### Problem details:
Write out the lines of the records from the one containing "did not stop" to the very last, keeping each exactly as it is.
(Supplied records)
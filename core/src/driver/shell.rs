//! Shell syntax for the two command families

/// Command language spoken by a flavor's session
#[derive(Debug, Clone, Copy, PartialEq, Eq)]
pub enum Shell {
    Posix,
    PowerShell,
}

impl Shell {
    /// Quote a single argument
    pub fn quote(&self, arg: &str) -> String {
        match self {
            Shell::Posix => shell_quote(arg),
            Shell::PowerShell => format!("'{}'", arg.replace('\'', "''")),
        }
    }

    /// Send a command's standard output to `path`
    pub fn redirect(&self, command: &str, path: &str) -> String {
        match self {
            Shell::Posix => format!("{} > {}", command, self.quote(path)),
            Shell::PowerShell => format!(
                "{} | Out-File -Encoding UTF8 -FilePath {}",
                command,
                self.quote(path)
            ),
        }
    }

    /// Compress `path` in place, leaving `<path>.gz`
    pub fn compress(&self, path: &str) -> String {
        match self {
            Shell::Posix => format!("gzip -f {}", self.quote(path)),
            Shell::PowerShell => format!("Gzip-File {}", self.quote(path)),
        }
    }

    /// Whether commands and paths compare case-insensitively
    pub fn is_case_insensitive(&self) -> bool {
        matches!(self, Shell::PowerShell)
    }
}

/// Single-quote `arg` for a POSIX shell unless it is plainly safe
pub fn shell_quote(arg: &str) -> String {
    let safe = !arg.is_empty()
        && arg
            .chars()
            .all(|c| c.is_ascii_alphanumeric() || matches!(c, '/' | '.' | '_' | '-' | '+' | ':' | ',' | '@' | '%'));
    if safe {
        arg.to_string()
    } else {
        format!("'{}'", arg.replace('\'', r"'\''"))
    }
}
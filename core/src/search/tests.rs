//! End-to-end searcher tests against an in-memory session

use super::*;
use crate::config::Settings;
use crate::driver::Flavor;
use crate::error::{Error, Result};
use crate::io::{FileType, Mount};
use crate::session::{AccessMode, CommandResult, Session};
use async_trait::async_trait;
use base64::{engine::general_purpose::STANDARD, Engine as _};
use flate2::write::GzEncoder;
use flate2::Compression;
use parking_lot::Mutex;
use regex::Regex;
use std::collections::HashMap;
use std::io::{Cursor, Write};
use std::sync::atomic::{AtomicUsize, Ordering};
use std::sync::Arc;
use std::time::Duration;
use tokio::io::AsyncRead;

#[derive(Debug, Clone, Copy, PartialEq, Eq)]
enum Behavior {
    Complete,
    Timeout,
    CorruptGzip,
    /// gzip exits non-zero and leaves the raw file in place
    GzipFails,
    /// The compressed output cannot be read back
    CopyFails,
}

/// A remote host whose filesystem is a map and whose shell understands
/// just enough to run searches through the relay
struct MockSession {
    delimiter: char,
    temp_dir: &'static str,
    search_output: Vec<u8>,
    behavior: Behavior,
    replies: HashMap<String, String>,
    missing_dirs: Vec<String>,
    files: Mutex<HashMap<String, Vec<u8>>>,
    modules: Mutex<Vec<String>>,
    executions: AtomicUsize,
    searches: AtomicUsize,
    deletes: AtomicUsize,
}

impl MockSession {
    fn unix(output: &str) -> Self {
        Self {
            delimiter: '/',
            temp_dir: "/var/tmp",
            search_output: output.as_bytes().to_vec(),
            behavior: Behavior::Complete,
            replies: HashMap::new(),
            missing_dirs: Vec::new(),
            files: Mutex::new(HashMap::new()),
            modules: Mutex::new(Vec::new()),
            executions: AtomicUsize::new(0),
            searches: AtomicUsize::new(0),
            deletes: AtomicUsize::new(0),
        }
    }

    fn windows(output: Vec<u8>) -> Self {
        Self {
            delimiter: '\\',
            temp_dir: "C:\\Temp\\",
            search_output: output,
            ..Self::unix("")
        }
    }

    fn with_behavior(mut self, behavior: Behavior) -> Self {
        self.behavior = behavior;
        self
    }

    fn with_reply(mut self, command: &str, stdout: &str) -> Self {
        self.replies.insert(command.to_string(), stdout.to_string());
        self
    }

    fn without_dir(mut self, path: &str) -> Self {
        self.missing_dirs.push(path.to_string());
        self
    }

    fn put_file(&self, path: &str, bytes: &[u8]) {
        self.files.lock().insert(path.to_string(), bytes.to_vec());
    }

    fn file_count(&self) -> usize {
        self.files.lock().len()
    }

    fn modules(&self) -> Vec<String> {
        self.modules.lock().clone()
    }

    fn executions(&self) -> usize {
        self.executions.load(Ordering::SeqCst)
    }

    fn searches(&self) -> usize {
        self.searches.load(Ordering::SeqCst)
    }

    fn deletes(&self) -> usize {
        self.deletes.load(Ordering::SeqCst)
    }
}

fn unquote(text: &str) -> String {
    text.trim().trim_matches('\'').to_string()
}

fn redirect_target(command: &str) -> Option<String> {
    command
        .rsplit_once(" > ")
        .or_else(|| command.rsplit_once(" -FilePath "))
        .map(|(_, target)| unquote(target))
}

fn compress_target(command: &str) -> Option<String> {
    command
        .strip_prefix("gzip -f ")
        .or_else(|| command.strip_prefix("Gzip-File "))
        .map(unquote)
}

fn gzip(bytes: &[u8]) -> Vec<u8> {
    let mut encoder = GzEncoder::new(Vec::new(), Compression::default());
    encoder.write_all(bytes).unwrap();
    encoder.finish().unwrap()
}

#[async_trait]
impl Session for MockSession {
    fn hostname(&self) -> &str {
        "mock-host"
    }

    fn delimiter(&self) -> char {
        self.delimiter
    }

    async fn temp_dir(&self) -> Result<String> {
        Ok(self.temp_dir.to_string())
    }

    async fn load_module(&self, name: &str, source: &str) -> Result<()> {
        assert!(!source.is_empty());
        self.modules.lock().push(name.to_string());
        Ok(())
    }

    async fn execute(&self, command: &str, _timeout: Duration) -> Result<CommandResult> {
        self.executions.fetch_add(1, Ordering::SeqCst);

        if let Some(path) = redirect_target(command) {
            self.searches.fetch_add(1, Ordering::SeqCst);
            let timed_out = self.behavior == Behavior::Timeout;
            let bytes = if timed_out {
                self.search_output[..self.search_output.len() / 2].to_vec()
            } else {
                self.search_output.clone()
            };
            self.files.lock().insert(path, bytes);
            return Ok(CommandResult {
                exit_code: if timed_out { -1 } else { 0 },
                duration_ms: 5,
                timed_out,
                ..Default::default()
            });
        }

        if let Some(path) = compress_target(command) {
            if self.behavior == Behavior::GzipFails {
                return Ok(CommandResult {
                    exit_code: 1,
                    stderr: "gzip: No space left on device".to_string(),
                    ..Default::default()
                });
            }
            let raw = self
                .files
                .lock()
                .remove(&path)
                .ok_or_else(|| Error::transport(command, "no such file"))?;
            let mut compressed = gzip(&raw);
            if self.behavior == Behavior::CorruptGzip {
                compressed.truncate(compressed.len() / 2);
            }
            self.files.lock().insert(format!("{}.gz", path), compressed);
            return Ok(CommandResult::default());
        }

        Ok(CommandResult {
            stdout: self.replies.get(command).cloned().unwrap_or_default(),
            ..Default::default()
        })
    }

    async fn exists(&self, path: &str, _mode: AccessMode) -> Result<bool> {
        Ok(self.files.lock().contains_key(path))
    }

    async fn length(&self, path: &str, _mode: AccessMode) -> Result<u64> {
        self.files
            .lock()
            .get(path)
            .map(|bytes| bytes.len() as u64)
            .ok_or_else(|| Error::transport(path, "no such file"))
    }

    async fn is_directory(&self, path: &str, _mode: AccessMode) -> Result<bool> {
        Ok(!self.files.lock().contains_key(path) && !self.missing_dirs.iter().any(|d| d == path))
    }

    async fn open(&self, path: &str, _mode: AccessMode) -> Result<Box<dyn AsyncRead + Send + Unpin>> {
        if self.behavior == Behavior::CopyFails && path.ends_with(".gz") {
            return Err(Error::transport(path, "connection reset"));
        }
        let bytes = self
            .files
            .lock()
            .get(path)
            .cloned()
            .ok_or_else(|| Error::transport(path, "no such file"))?;
        Ok(Box::new(Cursor::new(bytes)))
    }

    async fn delete(&self, path: &str) -> Result<()> {
        self.deletes.fetch_add(1, Ordering::SeqCst);
        match self.files.lock().remove(path) {
            Some(_) => Ok(()),
            None => Err(Error::transport(path, "no such file")),
        }
    }
}

fn searcher(session: &Arc<MockSession>, flavor: Flavor) -> Searcher {
    Searcher::builder(session.clone(), flavor)
        .with_settings(Settings::from_pairs([("watchdog_interval", "50")]))
        .build()
        .unwrap()
}

fn ls_lines(count: usize) -> String {
    (0..count)
        .map(|i| {
            format!(
                "-rw-r--r-- 1 0 0 {} 2024-01-15 10:30:00.000000000 +0000 /data/file{}.txt\n",
                i * 7,
                i
            )
        })
        .collect()
}

fn paths(handles: &[crate::io::ResourceHandle]) -> Vec<String> {
    handles.iter().map(|h| h.path().to_string()).collect()
}

#[tokio::test]
async fn test_repeated_search_runs_once() {
    let session = Arc::new(MockSession::unix(&ls_lines(2)));
    let searcher = searcher(&session, Flavor::Linux);
    let conditions = [Condition::from_root("/data")];

    let first = searcher.search(&conditions).await.unwrap();
    let second = searcher.search(&conditions).await.unwrap();

    assert_eq!(session.searches(), 1);
    assert_eq!(paths(&first), vec!["/data/file0.txt", "/data/file1.txt"]);
    assert_eq!(paths(&first), paths(&second));
    assert!(first[0].cached_metadata().is_some());
    assert!(second[0].cached_metadata().is_none());

    let stats = searcher.stats();
    assert_eq!(stats.executions(), 1);
    assert_eq!(stats.cache_hits(), 1);
    assert_eq!(stats.cleanups(), 1);
    assert_eq!(searcher.cache().len(), 1);
}

#[tokio::test]
async fn test_concurrent_searches_agree() {
    let session = Arc::new(MockSession::unix(&ls_lines(5)));
    let searcher = searcher(&session, Flavor::Linux);
    let conditions = [Condition::from_root("/data")];

    let results = futures::future::join_all((0..4).map(|_| searcher.search(&conditions))).await;

    let first = paths(results[0].as_ref().unwrap());
    assert_eq!(first.len(), 5);
    for result in &results {
        assert_eq!(paths(result.as_ref().unwrap()), first);
    }
    assert_eq!(searcher.cache().len(), 1);
    assert_eq!(searcher.stats().cleanups(), searcher.stats().executions());
    assert_eq!(session.file_count(), 0);
}

#[tokio::test]
async fn test_absent_fs_type_skips_remote_execution() {
    let session = Arc::new(MockSession::unix(&ls_lines(1)));
    let searcher = Searcher::builder(session.clone(), Flavor::Linux)
        .with_settings(Settings::default())
        .with_mounts(vec![Mount::new("/", "ext4")])
        .build()
        .unwrap();

    let conditions = [
        Condition::from_root("/data"),
        condition(Field::FsType, Comparison::Equality, "nfs").unwrap(),
    ];
    let results = searcher.search(&conditions).await.unwrap();

    assert!(results.is_empty());
    assert_eq!(session.executions(), 0);
    assert_eq!(searcher.stats().executions(), 0);
    assert_eq!(searcher.stats().cleanups(), 0);
}

#[tokio::test]
async fn test_mounts_are_listed_once_and_admit_searches() {
    let session = Arc::new(
        MockSession::unix(&ls_lines(1)).with_reply(
            "cat /proc/mounts",
            "/dev/sda1 / ext4 rw 0 0\nserver:/export /mnt/share nfs rw 0 0\n",
        ),
    );
    let searcher = searcher(&session, Flavor::Linux);

    let nfs = Regex::new("^nfs").unwrap();
    let remote = searcher.mounts_filtered(&nfs, true).await.unwrap();
    assert_eq!(remote, vec![Mount::new("/mnt/share", "nfs")]);
    let local = searcher.mounts_filtered(&nfs, false).await.unwrap();
    assert_eq!(local, vec![Mount::new("/", "ext4")]);
    assert_eq!(session.executions(), 1);

    let conditions = [
        Condition::from_root("/mnt"),
        condition(Field::FsType, Comparison::Equality, "nfs").unwrap(),
    ];
    let results = searcher.search(&conditions).await.unwrap();
    assert_eq!(results.len(), 1);
    assert_eq!(session.searches(), 1);
}
//! Progress watchdog for long-running remote searches

use crate::session::{AccessMode, Session};
use std::sync::Arc;
use std::time::Duration;
use tokio::sync::{oneshot, watch};
use tokio::task::JoinHandle;
use tokio::time::{interval_at, Instant, MissedTickBehavior};
use tracing::{debug, info, warn};

/// How a watchdog finished
#[derive(Debug, Clone, PartialEq, Eq)]
pub enum WatchOutcome {
    /// Stopped by its owner
    Stopped,
    /// The output file went away; the search is considered aborted
    Vanished,
    /// The file could not be inspected
    Failed(String),
}

/// Polls the size of a search's output file on a fixed interval.
///
/// It only reports; it never cancels the remote command.
pub struct Watchdog {
    stop: Option<oneshot::Sender<()>>,
    handle: JoinHandle<WatchOutcome>,
    progress: watch::Receiver<u64>,
}

impl Watchdog {
    pub fn spawn(session: Arc<dyn Session>, path: String, interval: Duration) -> Self {
        let (stop_tx, stop_rx) = oneshot::channel();
        let (progress_tx, progress_rx) = watch::channel(0u64);
        let handle = tokio::spawn(watch_file(session, path, interval, stop_rx, progress_tx));
        Self {
            stop: Some(stop_tx),
            handle,
            progress: progress_rx,
        }
    }

    /// Latest observed size of the output file
    pub fn progress(&self) -> watch::Receiver<u64> {
        self.progress.clone()
    }

    /// Signal the task and wait at most `join_timeout` for it
    pub async fn stop(mut self, join_timeout: Duration) -> Option<WatchOutcome> {
        if let Some(stop) = self.stop.take() {
            let _ = stop.send(());
        }
        match tokio::time::timeout(join_timeout, &mut self.handle).await {
            Ok(Ok(outcome)) => Some(outcome),
            Ok(Err(e)) => {
                warn!(error = %e, "watchdog task failed");
                None
            }
            Err(_) => {
                warn!(
                    join_timeout_ms = join_timeout.as_millis() as u64,
                    "watchdog did not stop in time"
                );
                self.handle.abort();
                None
            }
        }
    }
}

async fn watch_file(
    session: Arc<dyn Session>,
    path: String,
    interval: Duration,
    mut stop: oneshot::Receiver<()>,
    progress: watch::Sender<u64>,
) -> WatchOutcome {
    let mut ticker = interval_at(Instant::now() + interval, interval);
    ticker.set_missed_tick_behavior(MissedTickBehavior::Delay);
    let mut last_size = 0u64;

    loop {
        tokio::select! {
            _ = &mut stop => {
                debug!(path = %path, bytes = last_size, "watchdog stopped");
                return WatchOutcome::Stopped;
            }
            _ = ticker.tick() => {
                match session.exists(&path, AccessMode::ReadVolatile).await {
                    Ok(true) => {}
                    Ok(false) => {
                        warn!(path = %path, "search output disappeared; treating search as aborted");
                        return WatchOutcome::Vanished;
                    }
                    Err(e) => return WatchOutcome::Failed(e.to_string()),
                }
                match session.length(&path, AccessMode::ReadVolatile).await {
                    Ok(size) if size > last_size => {
                        info!(path = %path, bytes = size, "search in progress");
                        last_size = size;
                        progress.send_replace(size);
                    }
                    Ok(size) => {
                        warn!(path = %path, bytes = size, "search output has not grown");
                    }
                    Err(e) => return WatchOutcome::Failed(e.to_string()),
                }
            }
        }
    }
}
(End Supplied records)
### Result of this exercise:
                    "watchdog did not stop in time"
                );
                self.handle.abort();
                None
            }
        }
    }
}

async fn watch_file(
    session: Arc<dyn Session>,
    path: String,
    interval: Duration,
    mut stop: oneshot::Receiver<()>,
    progress: watch::Sender<u64>,
) -> WatchOutcome {
    let mut ticker = interval_at(Instant::now() + interval, interval);
    ticker.set_missed_tick_behavior(MissedTickBehavior::Delay);
    let mut last_size = 0u64;

    loop {
        tokio::select! {
            _ = &mut stop => {
                debug!(path = %path, bytes = last_size, "watchdog stopped");
                return WatchOutcome::Stopped;
            }
            _ = ticker.tick() => {
                match session.exists(&path, AccessMode::ReadVolatile).await {
                    Ok(true) => {}
                    Ok(false) => {
                        warn!(path = %path, "search output disappeared; treating search as aborted");
                        return WatchOutcome::Vanished;
                    }
                    Err(e) => return WatchOutcome::Failed(e.to_string()),
                }
                match session.length(&path, AccessMode::ReadVolatile).await {
                    Ok(size) if size > last_size => {
                        info!(path = %path, bytes = size, "search in progress");
                        last_size = size;
                        progress.send_replace(size);
                    }
                    Ok(size) => {
                        warn!(path = %path, bytes = size, "search output has not grown");
                    }
                    Err(e) => return WatchOutcome::Failed(e.to_string()),
                }
            }
        }
    }
}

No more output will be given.